• Exercise instructions: Give back each entry verbatim.

[Dataset records]
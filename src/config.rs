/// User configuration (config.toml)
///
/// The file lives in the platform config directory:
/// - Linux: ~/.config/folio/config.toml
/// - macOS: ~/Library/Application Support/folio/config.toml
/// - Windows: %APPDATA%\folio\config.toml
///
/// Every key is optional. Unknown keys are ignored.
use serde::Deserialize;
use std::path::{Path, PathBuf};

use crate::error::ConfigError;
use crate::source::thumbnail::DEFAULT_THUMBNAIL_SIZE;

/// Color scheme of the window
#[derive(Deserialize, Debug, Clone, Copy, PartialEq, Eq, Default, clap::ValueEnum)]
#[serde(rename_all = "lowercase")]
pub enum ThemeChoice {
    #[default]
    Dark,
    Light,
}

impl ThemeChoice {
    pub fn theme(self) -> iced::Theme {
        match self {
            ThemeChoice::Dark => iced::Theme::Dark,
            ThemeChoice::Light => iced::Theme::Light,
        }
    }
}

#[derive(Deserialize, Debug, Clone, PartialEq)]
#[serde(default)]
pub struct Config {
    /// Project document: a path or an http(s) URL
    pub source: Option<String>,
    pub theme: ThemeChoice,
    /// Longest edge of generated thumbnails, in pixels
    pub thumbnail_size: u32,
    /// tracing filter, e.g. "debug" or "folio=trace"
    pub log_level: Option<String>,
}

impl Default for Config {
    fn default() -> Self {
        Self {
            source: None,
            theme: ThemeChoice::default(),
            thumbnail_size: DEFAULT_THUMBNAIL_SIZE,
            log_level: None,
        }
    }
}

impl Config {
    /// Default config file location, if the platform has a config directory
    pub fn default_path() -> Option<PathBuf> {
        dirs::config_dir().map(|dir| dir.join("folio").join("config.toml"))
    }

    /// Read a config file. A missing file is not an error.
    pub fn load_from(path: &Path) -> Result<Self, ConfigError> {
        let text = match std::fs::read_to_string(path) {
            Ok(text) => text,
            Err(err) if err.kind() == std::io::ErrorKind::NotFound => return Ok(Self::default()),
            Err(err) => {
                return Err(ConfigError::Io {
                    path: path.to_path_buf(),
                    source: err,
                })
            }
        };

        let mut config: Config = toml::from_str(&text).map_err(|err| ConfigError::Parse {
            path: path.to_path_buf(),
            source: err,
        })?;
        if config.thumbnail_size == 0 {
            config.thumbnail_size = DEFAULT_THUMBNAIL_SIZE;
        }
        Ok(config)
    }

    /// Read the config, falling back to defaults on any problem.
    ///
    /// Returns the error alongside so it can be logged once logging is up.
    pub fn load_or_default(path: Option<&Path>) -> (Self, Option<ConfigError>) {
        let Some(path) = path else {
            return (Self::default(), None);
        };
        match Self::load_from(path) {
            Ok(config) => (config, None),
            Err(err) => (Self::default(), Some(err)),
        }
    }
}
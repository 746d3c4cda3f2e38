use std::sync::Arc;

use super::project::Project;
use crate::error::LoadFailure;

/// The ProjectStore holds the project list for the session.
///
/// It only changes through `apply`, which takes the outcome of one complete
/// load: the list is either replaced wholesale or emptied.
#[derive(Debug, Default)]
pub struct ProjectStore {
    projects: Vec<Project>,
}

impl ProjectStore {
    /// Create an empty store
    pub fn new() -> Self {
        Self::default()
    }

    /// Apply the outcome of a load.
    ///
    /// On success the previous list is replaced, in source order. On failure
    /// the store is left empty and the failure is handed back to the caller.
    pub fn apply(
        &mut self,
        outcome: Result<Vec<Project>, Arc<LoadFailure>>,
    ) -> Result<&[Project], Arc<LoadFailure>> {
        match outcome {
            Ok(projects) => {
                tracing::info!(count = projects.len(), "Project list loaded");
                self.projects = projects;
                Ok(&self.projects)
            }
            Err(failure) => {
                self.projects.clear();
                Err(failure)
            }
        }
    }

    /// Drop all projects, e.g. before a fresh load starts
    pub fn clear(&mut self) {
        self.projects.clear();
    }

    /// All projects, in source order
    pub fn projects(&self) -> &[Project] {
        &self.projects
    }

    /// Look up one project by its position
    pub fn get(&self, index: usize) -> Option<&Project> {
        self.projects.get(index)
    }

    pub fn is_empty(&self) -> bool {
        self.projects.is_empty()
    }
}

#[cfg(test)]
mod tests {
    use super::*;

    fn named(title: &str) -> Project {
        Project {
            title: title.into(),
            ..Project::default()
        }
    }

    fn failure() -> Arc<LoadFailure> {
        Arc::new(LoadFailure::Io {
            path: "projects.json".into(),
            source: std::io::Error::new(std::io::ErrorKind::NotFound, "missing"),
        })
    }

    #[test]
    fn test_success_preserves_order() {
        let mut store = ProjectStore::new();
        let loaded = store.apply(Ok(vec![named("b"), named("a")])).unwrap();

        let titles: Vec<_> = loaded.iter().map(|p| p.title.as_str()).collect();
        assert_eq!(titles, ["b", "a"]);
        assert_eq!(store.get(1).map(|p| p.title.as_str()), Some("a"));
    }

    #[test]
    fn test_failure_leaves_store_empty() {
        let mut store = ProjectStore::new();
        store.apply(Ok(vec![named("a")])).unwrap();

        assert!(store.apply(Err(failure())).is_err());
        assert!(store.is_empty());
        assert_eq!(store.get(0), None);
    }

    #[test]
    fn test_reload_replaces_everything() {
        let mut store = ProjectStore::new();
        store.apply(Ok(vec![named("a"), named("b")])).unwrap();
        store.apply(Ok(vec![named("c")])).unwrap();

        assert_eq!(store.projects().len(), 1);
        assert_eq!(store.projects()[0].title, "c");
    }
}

• Your response:
filename src/config.rs
/// User configuration (config.toml)
///
/// The file lives in the platform config directory:
/// - Linux: ~/.config/folio/config.toml
/// - macOS: ~/Library/Application Support/folio/config.toml
/// - Windows: %APPDATA%\folio\config.toml
///
/// Every key is optional. Unknown keys are ignored.
use serde::Deserialize;
use std::path::{Path, PathBuf};

use crate::error::ConfigError;
use crate::source::thumbnail::DEFAULT_THUMBNAIL_SIZE;

/// Color scheme of the window
#[derive(Deserialize, Debug, Clone, Copy, PartialEq, Eq, Default, clap::ValueEnum)]
#[serde(rename_all = "lowercase")]
pub enum ThemeChoice {
    #[default]
    Dark,
    Light,
}

impl ThemeChoice {
    pub fn theme(self) -> iced::Theme {
        match self {
            ThemeChoice::Dark => iced::Theme::Dark,
            ThemeChoice::Light => iced::Theme::Light,
        }
    }
}

#[derive(Deserialize, Debug, Clone, PartialEq)]
#[serde(default)]
pub struct Config {
    /// Project document: a path or an http(s) URL
    pub source: Option<String>,
    pub theme: ThemeChoice,
    /// Longest edge of generated thumbnails, in pixels
    pub thumbnail_size: u32,
    /// tracing filter, e.g. "debug" or "folio=trace"
    pub log_level: Option<String>,
}

impl Default for Config {
    fn default() -> Self {
        Self {
            source: None,
            theme: ThemeChoice::default(),
            thumbnail_size: DEFAULT_THUMBNAIL_SIZE,
            log_level: None,
        }
    }
}

impl Config {
    /// Default config file location, if the platform has a config directory
    pub fn default_path() -> Option<PathBuf> {
        dirs::config_dir().map(|dir| dir.join("folio").join("config.toml"))
    }

    /// Read a config file. A missing file is not an error.
    pub fn load_from(path: &Path) -> Result<Self, ConfigError> {
        let text = match std::fs::read_to_string(path) {
            Ok(text) => text,
            Err(err) if err.kind() == std::io::ErrorKind::NotFound => return Ok(Self::default()),
            Err(err) => {
                return Err(ConfigError::Io {
                    path: path.to_path_buf(),
                    source: err,
                })
            }
        };

        let mut config: Config = toml::from_str(&text).map_err(|err| ConfigError::Parse {
            path: path.to_path_buf(),
            source: err,
        })?;
        if config.thumbnail_size == 0 {
            config.thumbnail_size = DEFAULT_THUMBNAIL_SIZE;
        }
        Ok(config)
    }

    /// Read the config, falling back to defaults on any problem.
    ///
    /// Returns the error alongside so it can be logged once logging is up.
    pub fn load_or_default(path: Option<&Path>) -> (Self, Option<ConfigError>) {
        let Some(path) = path else {
            return (Self::default(), None);
        };
        match Self::load_from(path) {
            Ok(config) => (config, None),
            Err(err) => (Self::default(), Some(err)),
        }
    }
}
repository 746d3c4cda3f2e38
use std::sync::Arc;

use super::project::Project;
use crate::error::LoadFailure;

/// The ProjectStore holds the project list for the session.
///
/// It only changes through `apply`, which takes the outcome of one complete
/// load: the list is either replaced wholesale or emptied.
#[derive(Debug, Default)]
pub struct ProjectStore {
    projects: Vec<Project>,
}

impl ProjectStore {
    /// Create an empty store
    pub fn new() -> Self {
        Self::default()
    }

    /// Apply the outcome of a load.
    ///
    /// On success the previous list is replaced, in source order. On failure
    /// the store is left empty and the failure is handed back to the caller.
    pub fn apply(
        &mut self,
        outcome: Result<Vec<Project>, Arc<LoadFailure>>,
    ) -> Result<&[Project], Arc<LoadFailure>> {
        match outcome {
            Ok(projects) => {
                tracing::info!(count = projects.len(), "Project list loaded");
                self.projects = projects;
                Ok(&self.projects)
            }
            Err(failure) => {
                self.projects.clear();
                Err(failure)
            }
        }
    }

    /// Drop all projects, e.g. before a fresh load starts
    pub fn clear(&mut self) {
        self.projects.clear();
    }

    /// All projects, in source order
    pub fn projects(&self) -> &[Project] {
        &self.projects
    }

    /// Look up one project by its position
    pub fn get(&self, index: usize) -> Option<&Project> {
        self.projects.get(index)
    }

    pub fn is_empty(&self) -> bool {
        self.projects.is_empty()
    }
}

#[cfg(test)]
mod tests {
    use super::*;

    fn named(title: &str) -> Project {
        Project {
            title: title.into(),
            ..Project::default()
        }
    }

    fn failure() -> Arc<LoadFailure> {
        Arc::new(LoadFailure::Io {
            path: "projects.json".into(),
            source: std::io::Error::new(std::io::ErrorKind::NotFound, "missing"),
        })
    }

    #[test]
    fn test_success_preserves_order() {
        let mut store = ProjectStore::new();
        let loaded = store.apply(Ok(vec![named("b"), named("a")])).unwrap();

        let titles: Vec<_> = loaded.iter().map(|p| p.title.as_str()).collect();
        assert_eq!(titles, ["b", "a"]);
        assert_eq!(store.get(1).map(|p| p.title.as_str()), Some("a"));
    }

    #[test]
    fn test_failure_leaves_store_empty() {
        let mut store = ProjectStore::new();
        store.apply(Ok(vec![named("a")])).unwrap();

        assert!(store.apply(Err(failure())).is_err());
        assert!(store.is_empty());
        assert_eq!(store.get(0), None);
    }

    #[test]
    fn test_reload_replaces_everything() {
        let mut store = ProjectStore::new();
        store.apply(Ok(vec![named("a"), named("b")])).unwrap();
        store.apply(Ok(vec![named("c")])).unwrap();

        assert_eq!(store.projects().len(), 1);
        assert_eq!(store.projects()[0].title, "c");
    }
}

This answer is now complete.